Ainsi, l'avenant 1 de la convention pharmaceutique du 4 avril 2012, validé au « Journal officiel » le 4 mai suivant, stipule les premières règles des entretiens pharmaceutiques. Ces derniers, qui consistent en l'accompagnement des patients chroniques tout au long de leur traitement, débuteront en juin 2013, pour les malades traités par AVK (médicaments anticoagulants antivitamine K). Suivis, le 2 décembre 2014, par les entretiens pharmaceutiques pour les patients asthmatiques et avec l'avenant 21 de la convention 2020, les entretiens anticancéreux oraux. Les bilans partagés de médication (BPM), qui permettent de limiter les risques iatrogènes auprès des seniors souffrant de plusieurs pathologies chroniques, furent eux organisés par l'avenant 12 à la convention nationale du 4 mai 2012 et débutèrent en janvier 2018.
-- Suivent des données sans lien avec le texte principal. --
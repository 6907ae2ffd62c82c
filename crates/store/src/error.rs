//! Store error types.
//!
//! Lookup misses are not errors: `info*` and `get_by_name` return
//! `Ok(None)`. Errors split into caller mistakes (`UnknownKey`,
//! `Uninitialized`, `NameImmutable`, `NameTaken`), collaborator
//! failures (`Meta`, `Log`, `Swarm`, `Io`), and data problems
//! (`Corrupt`, `Protocol`).

use wharf_log::LogError;
use wharf_meta::MetaError;
use wharf_primitives::PublicKey;
use wharf_swarm::SwarmError;

/// Result alias for store operations.
pub type StoreResult<T> = Result<T, StoreError>;

/// Errors from store operations.
#[derive(Debug, thiserror::Error)]
pub enum StoreError {
    /// The store has been closed.
    #[error("store is closed")]
    Closed,

    /// No persisted record exists for the key.
    #[error("unknown log: {0}")]
    UnknownKey(PublicKey),

    /// The operation needs the log loaded in the cache first.
    #[error("log is not loaded: {0}")]
    Uninitialized(PublicKey),

    /// A log's name cannot be changed after creation.
    #[error("log name is immutable")]
    NameImmutable,

    /// The name already points at a different log.
    #[error("name already registered: {0}")]
    NameTaken(String),

    /// The log's background open failed earlier.
    #[error("log failed to open: {0}")]
    OpenFailed(String),

    /// A persisted record or index entry could not be decoded.
    #[error("corrupt metadata: {0}")]
    Corrupt(String),

    /// A peer broke the replication protocol.
    #[error("protocol violation: {0}")]
    Protocol(String),

    /// Metadata store failure.
    #[error("metadata: {0}")]
    Meta(#[from] MetaError),

    /// Log failure.
    #[error("log: {0}")]
    Log(#[from] LogError),

    /// Swarm failure.
    #[error("swarm: {0}")]
    Swarm(#[from] SwarmError),

    /// IO error outside any collaborator.
    #[error("io error: {0}")]
    Io(#[from] std::io::Error),
}

impl From<postcard::Error> for StoreError {
    fn from(err: postcard::Error) -> Self {
        StoreError::Corrupt(err.to_string())
    }
}
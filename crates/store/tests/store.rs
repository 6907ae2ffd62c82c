//! Store manager integration tests.

use std::collections::HashSet;
use std::num::NonZeroUsize;
use std::sync::Arc;
use std::sync::atomic::{AtomicUsize, Ordering};
use std::time::Duration;

use wharf_log::{
    AppendLogFactory, CreateOptions, Log, LogError, LogFactory, LogResult, MemoryBackend,
    StorageBackend, ValueEncoding,
};
use wharf_meta::{MemoryMetaStore, MetaStore};
use wharf_primitives::Keypair;
use wharf_store::{
    CacheConfig, GetOptions, LogHandle, StoreConfig, StoreError, UpdateOptions, Wharf,
};

/// Factory that counts constructions, for cache-hit assertions.
struct CountingFactory {
    inner: AppendLogFactory,
    creates: Arc<AtomicUsize>,
}

impl LogFactory for CountingFactory {
    fn create(&self, options: CreateOptions) -> LogResult<Arc<dyn Log>> {
        self.creates.fetch_add(1, Ordering::SeqCst);
        self.inner.create(options)
    }
}

/// Two configs sharing one in-memory metadata store and backend, for
/// close/reopen cycles without touching a disk.
fn shared_memory_configs() -> (StoreConfig, StoreConfig) {
    let meta: Arc<dyn MetaStore> = Arc::new(MemoryMetaStore::new());
    let backend: Arc<dyn StorageBackend> = Arc::new(MemoryBackend::new());
    (
        StoreConfig::in_memory().with_meta(Arc::clone(&meta)).with_backend(Arc::clone(&backend)),
        StoreConfig::in_memory().with_meta(meta).with_backend(backend),
    )
}

#[tokio::test]
async fn test_fresh_keys_are_distinct_and_derivation_deterministic() {
    let store = Wharf::open("store", StoreConfig::in_memory()).await.unwrap();

    let mut discovery_keys = HashSet::new();
    for _ in 0..16 {
        let handle = store.get(GetOptions::default()).unwrap();
        assert_eq!(handle.discovery_key(), handle.key().discovery_key());
        assert!(discovery_keys.insert(handle.discovery_key()));
    }
}

#[tokio::test]
async fn test_get_is_idempotent_before_readiness() {
    let creates = Arc::new(AtomicUsize::new(0));
    let factory = CountingFactory { inner: AppendLogFactory::new(), creates: Arc::clone(&creates) };
    let config = StoreConfig::in_memory().with_factory(Arc::new(factory));
    let store = Wharf::open("store", config).await.unwrap();

    let keypair = Keypair::generate();
    let first = store.get(GetOptions::for_keypair(keypair.clone())).unwrap();
    let second = store.get(GetOptions::for_key(keypair.public)).unwrap();

    // Same instance and one construction, without anyone awaiting ready.
    assert!(LogHandle::ptr_eq(&first, &second));
    assert_eq!(creates.load(Ordering::SeqCst), 1);
    assert_eq!(store.cache_len(), 1);

    first.ready().await.unwrap();
    let third = store.get(GetOptions::for_key(keypair.public)).unwrap();
    assert!(LogHandle::ptr_eq(&first, &third));
    assert_eq!(creates.load(Ordering::SeqCst), 1);
}

#[tokio::test]
async fn test_info_round_trips_configuration() {
    let store = Wharf::open("store", StoreConfig::in_memory()).await.unwrap();

    let options = GetOptions {
        seed: Some(false),
        sparse: Some(false),
        value_encoding: Some(ValueEncoding::Utf8),
        ..GetOptions::default()
    };
    let handle = store.get(options).unwrap();
    handle.ready().await.unwrap();

    let record = store.info(&handle.key()).unwrap().unwrap();
    assert_eq!(record.key, handle.key());
    assert_eq!(record.discovery_key, handle.discovery_key());
    assert!(!record.seed);
    assert!(!record.sparse);
    assert!(record.writable);
    assert_eq!(record.value_encoding, ValueEncoding::Utf8);

    // Unknown keys are a miss, not an error.
    let unknown = Keypair::generate().public;
    assert!(store.info(&unknown).unwrap().is_none());
    assert!(store.info_by_discovery_key(&unknown.discovery_key()).unwrap().is_none());
    assert!(store.info_by_name("nobody").unwrap().is_none());
}

#[tokio::test]
async fn test_restart_preserves_records_and_entries() {
    let dir = tempfile::tempdir().unwrap();
    let root = dir.path().join("store");

    let store = Wharf::open(&root, StoreConfig::on_disk(&root).unwrap()).await.unwrap();
    let handle = store.get(GetOptions::named("journal")).unwrap();
    handle.append(b"first").await.unwrap();
    handle.append(b"second").await.unwrap();
    let key = handle.key();
    store.close().await.unwrap();
    drop(handle);
    drop(store);

    let store = Wharf::open(&root, StoreConfig::on_disk(&root).unwrap()).await.unwrap();
    assert_eq!(store.cache_len(), 0);
    let listed = store.list().unwrap();
    assert_eq!(listed.len(), 1);
    assert_eq!(listed.get(&key).unwrap().name.as_deref(), Some("journal"));

    let handle = store.get_by_name("journal", GetOptions::default()).await.unwrap().unwrap();
    assert_eq!(handle.key(), key);
    assert!(handle.writable());
    assert_eq!(handle.len(), 2);
    assert_eq!(handle.entry(0).await.unwrap().unwrap().as_ref(), b"first");
    assert_eq!(handle.entry(1).await.unwrap().unwrap().as_ref(), b"second");
}

#[tokio::test]
async fn test_name_indirection_lifecycle() {
    let store = Wharf::open("store", StoreConfig::in_memory()).await.unwrap();

    assert!(store.get_by_name("ledger", GetOptions::default()).await.unwrap().is_none());

    let created = store.get(GetOptions::named("ledger")).unwrap();
    created.ready().await.unwrap();
    let key = created.key();

    let resolved = store.get_by_name("ledger", GetOptions::default()).await.unwrap().unwrap();
    assert!(LogHandle::ptr_eq(&created, &resolved));
    assert_eq!(store.info_by_name("ledger").unwrap().unwrap().key, key);
    assert_eq!(store.info_by_discovery_key(&key.discovery_key()).unwrap().unwrap().key, key);

    store.delete(&key).await.unwrap();
    assert!(store.get_by_name("ledger", GetOptions::default()).await.unwrap().is_none());
    assert!(store.info(&key).unwrap().is_none());
    assert!(store.info_by_name("ledger").unwrap().is_none());
    assert!(store.info_by_discovery_key(&key.discovery_key()).unwrap().is_none());
    assert!(!store.contains(&key));
    assert!(store.list().unwrap().is_empty());

    // The name is free again.
    let reused = store.get(GetOptions::named("ledger")).unwrap();
    reused.ready().await.unwrap();
    assert_ne!(reused.key(), key);
}

#[tokio::test]
async fn test_delete_removes_stored_entries() {
    let (first, second) = shared_memory_configs();
    let keypair = Keypair::generate();

    let store = Wharf::open("store", first).await.unwrap();
    let handle = store.get(GetOptions::for_keypair(keypair.clone())).unwrap();
    handle.append(b"data").await.unwrap();
    store.delete(&keypair.public).await.unwrap();
    store.close().await.unwrap();

    // Same backend: recreating the log finds no leftover entries.
    let store = Wharf::open("store", second).await.unwrap();
    let handle = store.get(GetOptions::for_keypair(keypair)).unwrap();
    handle.ready().await.unwrap();
    assert!(handle.is_empty());
}

#[tokio::test]
async fn test_bounded_cache_evicts_oldest() {
    let config = StoreConfig::in_memory()
        .with_cache(CacheConfig { capacity: NonZeroUsize::new(2), close_on_evict: false });
    let store = Wharf::open("store", config).await.unwrap();

    let first = store.get(GetOptions::default()).unwrap();
    first.ready().await.unwrap();
    let second = store.get(GetOptions::default()).unwrap();
    second.ready().await.unwrap();
    let third = store.get(GetOptions::default()).unwrap();
    third.ready().await.unwrap();

    assert_eq!(store.cache_len(), 2);
    assert!(!store.contains(&first.key()));
    assert!(store.contains(&second.key()));
    assert!(store.contains(&third.key()));

    // Eviction does not close the log; the held handle keeps working.
    first.append(b"still alive").await.unwrap();

    // Fetching the evicted key again produces a fresh instance.
    let again = store.get(GetOptions::for_key(first.key())).unwrap();
    assert!(!LogHandle::ptr_eq(&first, &again));
    again.ready().await.unwrap();
    assert!(again.writable());
}

#[tokio::test]
async fn test_eviction_closes_idle_log_when_configured() {
    let config = StoreConfig::in_memory()
        .with_cache(CacheConfig { capacity: NonZeroUsize::new(1), close_on_evict: true });
    let store = Wharf::open("store", config).await.unwrap();

    let first = store.get(GetOptions::default()).unwrap();
    first.ready().await.unwrap();
    first.append(b"kept").await.unwrap();

    let second = store.get(GetOptions::default()).unwrap();
    second.ready().await.unwrap();
    assert_eq!(store.cache_len(), 1);
    assert!(!store.contains(&first.key()));

    // The close runs on a background task; the held handle goes dead.
    let mut closed = false;
    for _ in 0..500 {
        if matches!(first.entry(0).await, Err(StoreError::Log(LogError::Closed))) {
            closed = true;
            break;
        }
        tokio::time::sleep(Duration::from_millis(5)).await;
    }
    assert!(closed, "evicted log never closed");
    assert!(matches!(first.append(b"late").await, Err(StoreError::Log(LogError::Closed))));

    // The record survives; fetching the key again reopens the log.
    let again = store.get(GetOptions::for_key(first.key())).unwrap();
    again.ready().await.unwrap();
    assert_eq!(again.len(), 1);
    assert_eq!(again.entry(0).await.unwrap().unwrap().as_ref(), b"kept");
}

#[tokio::test]
async fn test_update_merges_and_persists() {
    let (first, second) = shared_memory_configs();

    let store = Wharf::open("store", first).await.unwrap();
    let handle = store.get(GetOptions::default()).unwrap();
    handle.ready().await.unwrap();
    let key = handle.key();

    let options = UpdateOptions {
        sparse: Some(false),
        value_encoding: Some(ValueEncoding::Json),
        ..UpdateOptions::default()
    };
    let updated = store.update(&key, options).await.unwrap();
    assert!(!updated.sparse);
    assert_eq!(updated.value_encoding, ValueEncoding::Json);
    assert!(updated.seed);
    store.close().await.unwrap();

    let store = Wharf::open("store", second).await.unwrap();
    let record = store.info(&key).unwrap().unwrap();
    assert!(!record.sparse);
    assert_eq!(record.value_encoding, ValueEncoding::Json);
    assert!(record.seed);
}
//! Append-only logs for wharf stores.
//!
//! The store side only ever sees the [`Log`] and [`LogFactory`] traits;
//! [`AppendLog`] is the builtin implementation, persisting entries through
//! a [`StorageBackend`] and syncing with peers over [`LogChannel`]
//! payloads. External log implementations plug in at the same seams.

mod append_log;
mod channel;
mod error;
mod storage;
mod traits;

pub use append_log::{AppendLog, AppendLogFactory};
pub use channel::LogChannel;
pub use error::{LogError, LogResult};
pub use storage::{FileBackend, LogStorage, MemoryBackend, StorageBackend};
pub use traits::{CreateOptions, Log, LogFactory, ReplicateOptions, ValueEncoding};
Ces deux missions ont encore du mal à rencontrer le succès auprès des pharmaciens (seulement 15 % en ont réalisé au moins un, selon un rapport du GERS en 2022), notamment à cause de leur aspect chronophage. À l’inverse, les dépistages comme les tests rapides d'orientation diagnostic (TROD), qui peuvent être accomplis depuis le 1er août 2016, rencontrent un franc succès.
Convention 2017, quand l'honoraire prend le pas sur la marge
2017 fut une année phare dans le développement des nouvelles missions du pharmacien. La convention 2017, en effet, comprend la création de nouveaux honoraires (comme pour la dispensation de médicaments spécifiques ou pour les seniors et les moins de 3 ans) et la revalorisation de ceux existants, comme pour les entretiens pharmaceutiques.
But affiché à l'époque, réduire l'impact des baisses de prix et des volumes des médicaments sur la rémunération de l’officine et renforcer le lien entre cette dernière et les nouvelles missions. Parmi elles, la vaccination. Aujourd'hui pilier de l'exercice officinal, son application par les pharmaciens d’officine fut autorisée le 1er mars 2019, et ses modalités précisées dans le décret n° 2019-357 du 23 avril 2019. Autrefois limités à la grippe, les pharmaciens peuvent, depuis le 7 novembre 2022, administrer 14 vaccins supplémentaires aux 16 ans et plus.
Convention 2022, encore plus loin
Cette nouvelle mesure était issue de la convention nationale de 2022 (JORF n° 0085 du 10/04/2022). Tirant les leçons du succès de la vaccination Covid en officine, cette convention, en plus de généraliser la vaccination à d'autres pathologies, ouvre la voie à la participation au dépistage du cancer colorectal (distribution de kits de dépistage), au suivi de la femme enceinte, au renouvellement des ordonnances, à la dispensation de certains médicaments hospitaliers et de la pilule du lendemain, ainsi que du préservatif pour les moins de 26 ans. Elle comprend en plus un volet inédit sur la responsabilité sociale et environnementale du pharmacien, un sujet dont s'est saisie la profession.
Comment s'adapter ?
Si ces nouvelles missions sont bienvenues, elles entraînent un changement radical du modèle économique et des conditions de travail. La pharmacie de demain sera polyvalente et connectée dans le cadre d'un parcours de soins fondé sur une approche plus globale du patient. Il faudra que la profession aide les pharmaciens qui auront plus de mal à s'adapter à ces évolutions, mais aussi soutenir ceux qui seront moteur de ce changement.